C/EBPϵ is a critical transcriptional factor for granulocyte differentiation and function. Individuals with germline mutations of C/EBPϵ fail to develop normal granulocytes and suffer from repeated infections. In order to gain a global view of the transcriptional machinery regulated by C/EBPϵ, we performed whole-genome ChIP-Seq using mouse bone marrow cells. To complement the C/EBPϵ DNA binding analyses, RNA-Sequencing was done in parallel using sorted mature and immature granulocytes from WT and C/EBPϵ KO bone marrow.
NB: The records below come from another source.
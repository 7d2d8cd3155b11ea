//! genflow CLI - Command-line interface
//!
//! Submits content generation jobs, follows them to completion and queries
//! their status and results.

mod commands;
mod error;
mod render;
mod runner;

use std::path::PathBuf;

use clap::{Parser, Subcommand};

use commands::config::ConfigCommands;
use commands::run::RunArgs;
use error::CliError;
use runner::{CliRunner, GlobalOptions};

#[derive(Parser)]
#[command(name = "genflow")]
#[command(version = genflow::VERSION)]
#[command(about = "Submit and follow content generation jobs", long_about = None)]
struct Cli {
    /// Path to the config file (default: ~/.genflow/config.ini)
    #[arg(long, global = true, value_name = "PATH")]
    config: Option<PathBuf>,

    /// Use an in-memory simulated backend instead of the configured one
    #[arg(long, global = true)]
    mock: bool,

    /// Enable debug logging and mirror logs to stderr
    #[arg(long, global = true)]
    debug: bool,

    #[command(subcommand)]
    command: Commands,
}

#[derive(Subcommand)]
enum Commands {
    /// Submit a job and follow it until it finishes
    Run(RunArgs),

    /// Follow an existing job until it finishes
    Watch {
        /// Job identifier
        job_id: String,

        /// Poll for status instead of using the event stream
        #[arg(long)]
        no_push: bool,
    },

    /// Show the current status of a job
    Status {
        /// Job identifier
        job_id: String,
    },

    /// Print the result of a finished job
    Result {
        /// Job identifier
        job_id: String,
    },

    /// Manage the configuration file
    #[command(subcommand)]
    Config(ConfigCommands),
}

fn main() {
    let cli = Cli::parse();
    if let Err(e) = dispatch(cli) {
        e.exit();
    }
}

fn dispatch(cli: Cli) -> Result<(), CliError> {
    let options = GlobalOptions {
        config: cli.config,
        mock: cli.mock,
        debug: cli.debug,
    };

    match cli.command {
        Commands::Config(command) => commands::config::run(command, &options),
        Commands::Run(args) => commands::run::run(&CliRunner::new(&options)?, args),
        Commands::Watch { job_id, no_push } => {
            commands::run::watch(&CliRunner::new(&options)?, job_id, no_push)
        }
        Commands::Status { job_id } => commands::status::status(&CliRunner::new(&options)?, job_id),
        Commands::Result { job_id } => commands::status::result(&CliRunner::new(&options)?, job_id),
    }
}
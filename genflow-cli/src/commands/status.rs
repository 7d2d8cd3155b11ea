//! `status` and `result` - one-shot queries against a job.

use genflow::client::JobClient;
use genflow::job::JobId;
use genflow::phase::PhaseTable;

use crate::error::CliError;
use crate::render::render_phases;
use crate::runner::CliRunner;

/// Fetch the status once and print it with the phase breakdown.
pub fn status(runner: &CliRunner, job_id: String) -> Result<(), CliError> {
    runner.log_startup("status");
    let backend = runner.backend()?;
    let job_id = JobId::new(job_id);
    backend.register_job(&job_id);

    let snapshot = runner.block_on(async { backend.fetch_status(&job_id).await })??;
    let table = PhaseTable::content_pipeline();

    println!("Job:      {}", snapshot.job_id);
    println!("State:    {}", snapshot.lifecycle_state);
    println!("Progress: {}%", snapshot.clamped_progress());
    if let Some(label) = &snapshot.current_phase_label {
        println!("Phase:    {}", label);
    }
    if let Some(updated_at) = snapshot.updated_at {
        println!("Updated:  {}", updated_at.to_rfc3339());
    }
    if let Some(message) = &snapshot.error_message {
        println!("Error:    {}", message);
    }
    println!();
    print!("{}", render_phases(&snapshot, &table));

    Ok(())
}

/// Fetch and print the result JSON of a finished job.
pub fn result(runner: &CliRunner, job_id: String) -> Result<(), CliError> {
    runner.log_startup("result");
    let backend = runner.backend()?;
    let job_id = JobId::new(job_id);

    let artifact = runner.block_on(async { backend.fetch_result(&job_id).await })??;
    let json = serde_json::to_string_pretty(&artifact.content)
        .map_err(|e| CliError::Output(e.to_string()))?;
    println!("{json}");

    Ok(())
}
This approach led to the identification of several direct targets of C/EBPϵ, which are potential effectors of its role in granulocytic differentiation and function. Interestingly, Trem1, a gene critical to granulocyte function, was identifed as a direct C/EBPϵ target gene. Trem1 expression overlaps very closely with expression signature of C/EBPϵ during hematopoietic development. Luciferase reporter and EMSA assays revealed that C/EBPϵ binds to the regulatory elements of Trem1 and regulates its expression during granulocytic differentiation. In addition, we provide evidence that inflammatory stimuli (LPS) can also control the expression of Trem1 independent of C/EBPϵ. Overall, this study provides comprehensive profiling of the transcriptional network controlled by C/EBPϵ during granulopoiesis and identifies Trem1 as one of its downstream effectors involved in eliciting an immune response.